Fig. 2-1 Metal transfer (schematic), voltage Us and current Is during shorting of welding arc

During repeated firing of the welding arc, part of the welding pool may evaporate explosively if the increased welding current is not sufficiently damped in the current area. This results in either the creation of spatter or a very low dynamic welding process leading to its instability. When welding thin sheets, e.g. 1 mm (approximate limits), with repeated firing of the welding arc, the welding bath ‘drops’ and holes are formed in the sheet. When welding surface treated sheets, e.g. galvanized, a danger exists that the plated surface near the weld and on the lower side will evaporate (arising from its being burned). This makes arc welding unsuitable for heat sensitive and surface treated sheet metals. Since the 1980s welding has been carried out with the aim of lowering splatter but not heat transfer [1] [2]. Another step on the way was the modified short arc ChopArc [3] and [4], with which MAG welding achieved notable progress, especially in the field of thin sheets of 0.2 - 0.8 mm. An adaptive regulation system was also developed which optimizes the quality of the process in real time [5]. The latest development solves welding with discontinuous mechanical feed of welding wire. This requires Push-Pull drive with an adjustable motor with high dynamics located in the welding nozzle. This process is suitable for automated welding but not for manual work. 2.2 Arc modification - joining with low heat input The reason for developing welding process using arc modification was to achieve a low energy process without mechanical impact on the feed of the welding wire (vwire speed = const.). The electrical power of the welding process with repeated firing of the electric arc is a deciding factor for the successful welding of thin metal sheets. This is shown actively throughout the whole process - fig. 2-2.
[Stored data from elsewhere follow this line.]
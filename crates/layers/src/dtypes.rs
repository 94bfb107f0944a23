//! Precision policy shared by every layer of an assembled pipeline.
//!
//! Parameters may live in `f16`/`bf16` while matmuls, activations and pooling
//! reductions run in `f32`. [`PrecisionPolicy`] tells each layer which dtype
//! to promote to before computing and which dtype to hand back.

use candle_core::{DType, Result, Tensor};

/// Describes how tensors should be cast during different phases of a layer.
#[derive(Debug, Clone, Copy, PartialEq, Eq)]
pub struct PrecisionPolicy {
    storage: DType,
    compute: DType,
    reduction: DType,
}

impl PrecisionPolicy {
    /// Builds a policy from the parameter storage dtype.
    pub fn from_parameter_dtype(storage: DType) -> Self {
        let compute = match storage {
            DType::F16 | DType::BF16 => DType::F32,
            other => other,
        };
        let reduction = match storage {
            DType::F64 => DType::F64,
            _ => DType::F32,
        };
        Self {
            storage,
            compute,
            reduction,
        }
    }

    /// Returns the dtype used to store parameters and outputs.
    pub fn storage(&self) -> DType {
        self.storage
    }

    /// Returns the dtype used for matmuls and activation evaluation.
    pub fn compute(&self) -> DType {
        self.compute
    }

    /// Returns the dtype used for reductions such as pooling and norms.
    pub fn reduction(&self) -> DType {
        self.reduction
    }

    /// Indicates whether the policy performs mixed precision work.
    pub fn is_mixed_precision(&self) -> bool {
        self.storage != self.compute || self.compute != self.reduction
    }

    /// Casts a tensor to the compute dtype for matmul readiness.
    pub fn cast_for_matmul(&self, tensor: &Tensor) -> Result<Tensor> {
        cast_tensor(tensor, self.compute)
    }

    /// Casts a tensor to the reduction dtype for statistics.
    pub fn cast_for_reduction(&self, tensor: &Tensor) -> Result<Tensor> {
        cast_tensor(tensor, self.reduction)
    }

    /// Casts a tensor back to the storage dtype (or leaves it unchanged).
    pub fn cast_to_storage(&self, tensor: &Tensor) -> Result<Tensor> {
        cast_tensor(tensor, self.storage)
    }
}

impl Default for PrecisionPolicy {
    fn default() -> Self {
        Self::from_parameter_dtype(DType::F32)
    }
}

fn cast_tensor(tensor: &Tensor, dtype: DType) -> Result<Tensor> {
    if tensor.dtype() == dtype {
        Ok(tensor.clone())
    } else {
        tensor.to_dtype(dtype)
    }
}

#[cfg(test)]
mod tests {
    use super::*;
    use candle_core::Device;

    #[test]
    fn policy_promotes_reduced_precision_parameters() {
        let policy = PrecisionPolicy::from_parameter_dtype(DType::F16);
        assert_eq!(policy.storage(), DType::F16);
        assert_eq!(policy.compute(), DType::F32);
        assert_eq!(policy.reduction(), DType::F32);
        assert!(policy.is_mixed_precision());
        assert!(!PrecisionPolicy::default().is_mixed_precision());
    }

    #[test]
    fn storage_cast_restores_parameter_dtype() -> Result<()> {
        let policy = PrecisionPolicy::from_parameter_dtype(DType::BF16);
        let base = Tensor::from_vec(vec![0.125f32, -0.75, 3.5], (3,), &Device::Cpu)?;
        let stored = base.to_dtype(policy.storage())?;

        let compute = policy.cast_for_matmul(&stored)?;
        assert_eq!(compute.dtype(), DType::F32);

        let restored = policy.cast_to_storage(&compute)?;
        assert_eq!(restored.dtype(), DType::BF16);
        let values = restored.to_dtype(DType::F32)?.to_vec1::<f32>()?;
        assert_eq!(values, vec![0.125, -0.75, 3.5]);
        Ok(())
    }
}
Fig. 2-2 Metal transfer, voltage Us and current Is

2.3 Metallurgical weldability of welded joints between steel and aluminium When welding galvanized steel sheet and aluminium sheet it is essential to take into account their specific properties. It is important to consider their differing physical and chemical properties, e.g. thermal expansion coefficient, corrosivity, and also atomic properties, e.g. crystal lattice and lattice constant. Heat transfer during welding causes changes in the crystal lattice and leads to the creation of an intermetallic phase (IMF) – fig. 2-3 [6].

Fig. 2-3 Phase diagram Al – Fe [6]

A notable problem is posed by the thickness (generally volume) of the intermetallic phase, which is dependent on the amount of heat transferred during welding. Therefore until now all tested welding technology for heterogeneous materials has concentrated on how to limit this phase or completely remove it. The intermetallic phase is a diffusion controlled process. To create a welded joint between steel and aluminium, the steel sheet must have guaranteed wettability. This requirement is met by the surface being galvanized. The creation of the intermetallic phase is shown in fig. 2-4.

Fig. 2-4 Origin of intermetallic phase (IMF) a)Formation of locally saturated solid solution in surrounding imperfection

b)Formation of nucleus of new phase c)Horizontal growth of IMF nucleus along the join between steel and aluminium

d)Formation of second IMF and further growth of first IMF e);f) Growth of second phase IMF

According to Rjabow’s model [7] at normal surrounding temperatures Fe-Al on the side of the steel phase η - Fe2Al5 and on the side of the aluminium phase Θ - FeAl3 can be found on the constitutional diagram. Comparison with the other intermetallic shows that these two phases exhibit the worst useable properties. Phaseη ,which has an extremely high value of microhardness (up to 1100HV), has a markedly negative effect. It must also be remembered that the differing physical and chemical properties of steel and aluminium bring corrosion problems to welded joints. In the resulting high electrochemical potential difference between the iron and aluminium, which reaches 1.22V, it is important to take into account increased corrosive susceptibility (e.g. intercrystalline corrosion of iron alloy). The potential difference between the zinc coating on the steel sheet and the aluminium alone is 0.899V.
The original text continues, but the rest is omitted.